The data (rx_skbuff[i]->data) of each of the sk_buffers is mapped to the DMA using dma_map_single.
The mapping has been succeed (verified with dma_mapping_error).
The problem:
After a while (minutes, hours, days... very random), kernel panics due to data corruption.
Debugging (EDITED):
After digging a bit more, I found out that sometimes, after a while, one of the sk_buffer structure is been corrupted, and this may lead the program to do things it should not and thus cause the kernel to panic.
After some more digging, I've found out that the corruption occurs after skb_copy_to_linear_data (which is just the same as memcpy). Keep in mind that this corruption doesn't occur after each call of skb_copy_to_linear_data, but when the corruption does occurs, it is always after the call to skb_copy_to_linear_data.

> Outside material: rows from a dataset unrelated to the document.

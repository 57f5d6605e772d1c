//! Logging service and logger implementations

use super::codes::Code;
use super::events::{LogEvent, LogLevel};
use std::sync::{Arc, Mutex, MutexGuard};

/// Simple logger trait
pub trait Logger: Send + Sync {
    fn log(&self, event: &LogEvent);
}

/// Main logging service with a minimum level filter
pub struct LoggingService {
    logger: Arc<dyn Logger>,
    min_level: LogLevel,
}

impl LoggingService {
    pub fn new(logger: Arc<dyn Logger>, min_level: LogLevel) -> Self {
        Self { logger, min_level }
    }

    /// Console or JSON-lines service depending on `structured`
    pub fn with_settings(min_level: LogLevel, structured: bool) -> Self {
        let logger: Arc<dyn Logger> = if structured {
            Arc::new(StructuredLogger::new(min_level))
        } else {
            Arc::new(ConsoleLogger::new(min_level))
        };

        Self::new(logger, min_level)
    }

    pub fn set_min_level(&mut self, level: LogLevel) {
        self.min_level = level;
    }

    pub fn min_level(&self) -> LogLevel {
        self.min_level
    }

    /// Check if level should be logged
    pub fn should_log(&self, level: LogLevel) -> bool {
        level <= self.min_level
    }

    /// Log an event
    pub fn log_event(&self, event: LogEvent) {
        if self.should_log(event.level) {
            self.logger.log(&event);
        }
    }

    pub fn log_error(&self, error_code: Code, message: &str) {
        self.log_event(LogEvent::error(error_code, message));
    }

    pub fn log_warning(&self, message: &str) {
        self.log_event(LogEvent::warning(message));
    }

    pub fn log_success(&self, success_code: Code, message: &str) {
        self.log_event(LogEvent::success(success_code, message));
    }

    pub fn log_info(&self, message: &str) {
        self.log_event(LogEvent::info(message));
    }

    pub fn log_debug(&self, message: &str) {
        self.log_event(LogEvent::debug(message));
    }
}

/// Plain text logger writing to stdout/stderr
pub struct ConsoleLogger {
    min_level: LogLevel,
}

impl ConsoleLogger {
    pub fn new(min_level: LogLevel) -> Self {
        Self { min_level }
    }
}

impl Logger for ConsoleLogger {
    fn log(&self, event: &LogEvent) {
        if event.level <= self.min_level {
            match event.level {
                LogLevel::Error => eprintln!("{}", event.format()),
                _ => println!("{}", event.format()),
            }
        }
    }
}

/// JSON-lines logger for tooling integration
pub struct StructuredLogger {
    min_level: LogLevel,
}

impl StructuredLogger {
    pub fn new(min_level: LogLevel) -> Self {
        Self { min_level }
    }
}

impl Logger for StructuredLogger {
    fn log(&self, event: &LogEvent) {
        if event.level > self.min_level {
            return;
        }

        let line = event.format_json().unwrap_or_else(|_| event.format());
        match event.level {
            LogLevel::Error => eprintln!("{}", line),
            _ => println!("{}", line),
        }
    }
}

/// Forwards events to the `log` crate facade (env_logger and friends)
pub struct FacadeLogger {
    target: &'static str,
}

impl FacadeLogger {
    pub fn new() -> Self {
        Self {
            target: "assess_engine",
        }
    }

    pub fn with_target(target: &'static str) -> Self {
        Self { target }
    }
}

impl Default for FacadeLogger {
    fn default() -> Self {
        Self::new()
    }
}

impl Logger for FacadeLogger {
    fn log(&self, event: &LogEvent) {
        log::log!(target: self.target, event.level.to_log_level(), "{}", event.format());
    }
}

/// Memory logger for testing
pub struct MemoryLogger {
    events: Mutex<Vec<LogEvent>>,
}

impl MemoryLogger {
    pub fn new() -> Self {
        Self {
            events: Mutex::new(Vec::new()),
        }
    }

    fn events(&self) -> MutexGuard<'_, Vec<LogEvent>> {
        self.events
            .lock()
            .unwrap_or_else(|poisoned| poisoned.into_inner())
    }

    pub fn get_events(&self) -> Vec<LogEvent> {
        self.events().clone()
    }

    pub fn clear(&self) {
        self.events().clear();
    }

    pub fn event_count(&self) -> usize {
        self.events().len()
    }

    pub fn get_errors(&self) -> Vec<LogEvent> {
        self.filtered(|e| e.is_error())
    }

    pub fn get_warnings(&self) -> Vec<LogEvent> {
        self.filtered(|e| e.is_warning())
    }

    pub fn get_events_with_code(&self, code: Code) -> Vec<LogEvent> {
        self.filtered(|e| e.code == code)
    }

    pub fn has_event_with_code(&self, code: Code) -> bool {
        self.events().iter().any(|e| e.code == code)
    }

    fn filtered(&self, predicate: impl Fn(&LogEvent) -> bool) -> Vec<LogEvent> {
        self.events()
            .iter()
            .filter(|e| predicate(e))
            .cloned()
            .collect()
    }
}

impl Default for MemoryLogger {
    fn default() -> Self {
        Self::new()
    }
}

impl Logger for MemoryLogger {
    fn log(&self, event: &LogEvent) {
        self.events().push(event.clone());
    }
}

/// Fans every event out to several loggers
pub struct MultiLogger {
    loggers: Vec<Arc<dyn Logger>>,
}

impl MultiLogger {
    pub fn new(loggers: Vec<Arc<dyn Logger>>) -> Self {
        Self { loggers }
    }

    pub fn add_logger(&mut self, logger: Arc<dyn Logger>) {
        self.loggers.push(logger);
    }
}

impl Logger for MultiLogger {
    fn log(&self, event: &LogEvent) {
        for logger in &self.loggers {
            logger.log(event);
        }
    }
}

#[cfg(test)]
mod tests {
    use super::*;
    use crate::logging::codes;

    #[test]
    fn test_service_filters_by_level() {
        let memory = Arc::new(MemoryLogger::new());
        let service = LoggingService::new(memory.clone(), LogLevel::Warning);

        service.log_error(codes::execution::ASSESSMENT_FAILED, "boom");
        service.log_warning("careful");
        service.log_info("chatty");
        service.log_debug("noise");

        assert_eq!(memory.event_count(), 2);
        assert_eq!(memory.get_errors().len(), 1);
        assert_eq!(memory.get_warnings().len(), 1);
    }

    #[test]
    fn test_memory_logger_code_lookup() {
        let memory = MemoryLogger::new();
        memory.log(&LogEvent::success(
            codes::success::RESULTS_PRODUCED,
            "results ready",
        ));

        assert!(memory.has_event_with_code(codes::success::RESULTS_PRODUCED));
        assert!(!memory.has_event_with_code(codes::builder::PROTOCOL_VIOLATION));

        memory.clear();
        assert_eq!(memory.event_count(), 0);
    }

    #[test]
    fn test_multi_logger_fans_out() {
        let first = Arc::new(MemoryLogger::new());
        let second = Arc::new(MemoryLogger::new());
        let mut multi = MultiLogger::new(vec![first.clone()]);
        multi.add_logger(second.clone());

        multi.log(&LogEvent::info("hello"));

        assert_eq!(first.event_count(), 1);
        assert_eq!(second.event_count(), 1);
    }
}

When the corruption occurs, it doesn't happens on the rx_q->rx_skbuff of the current entry (rx_q->rx_skbuff[entry]). For example, if we perform the skb_copy_to_linear_data on rx_q->rx_skbuff[X], the corrupted sk_buff structure will be rx_q->rx_skbuff[Y] (where X is not equal Y).
It seems that the physical address of the skb->data (that has been allocated right before the skb_copy_to_linear_data call), has the same physical address of rx_q->rx_skbuff[Y]->end. First thing I thought is that maybe the driver doesn't know rx_q->rx_skbuff[Y] has been released, but when this collision occurs I see the rx_q->rx_skbuff[Y]->users is 1.
How could it be, Any ideas ?
Not sure if that's a problem or not, but here is something I've noticed about:
The rx_skbuffers are allocated in two places: once when the driver is been initialized, it calls __netdev_alloc_skb_ip_align with GPF_KERNEL, and the second time if the rx_skbuff is already freed it calls netdev_alloc_skb_ip_align (which is internally uses GPF_ATOMIC). Shouldn't these skb allocations be called with GPF_DMA ?
Code:
Here is part of the code where the corruption occurs.
The full code of the driver is from linux kernel mainline 4.19, and it can be found here.
I've paste here only the part between lines 3451-3474.
Does anyone find here a wrong behavior regarning the use of the DMA-API ?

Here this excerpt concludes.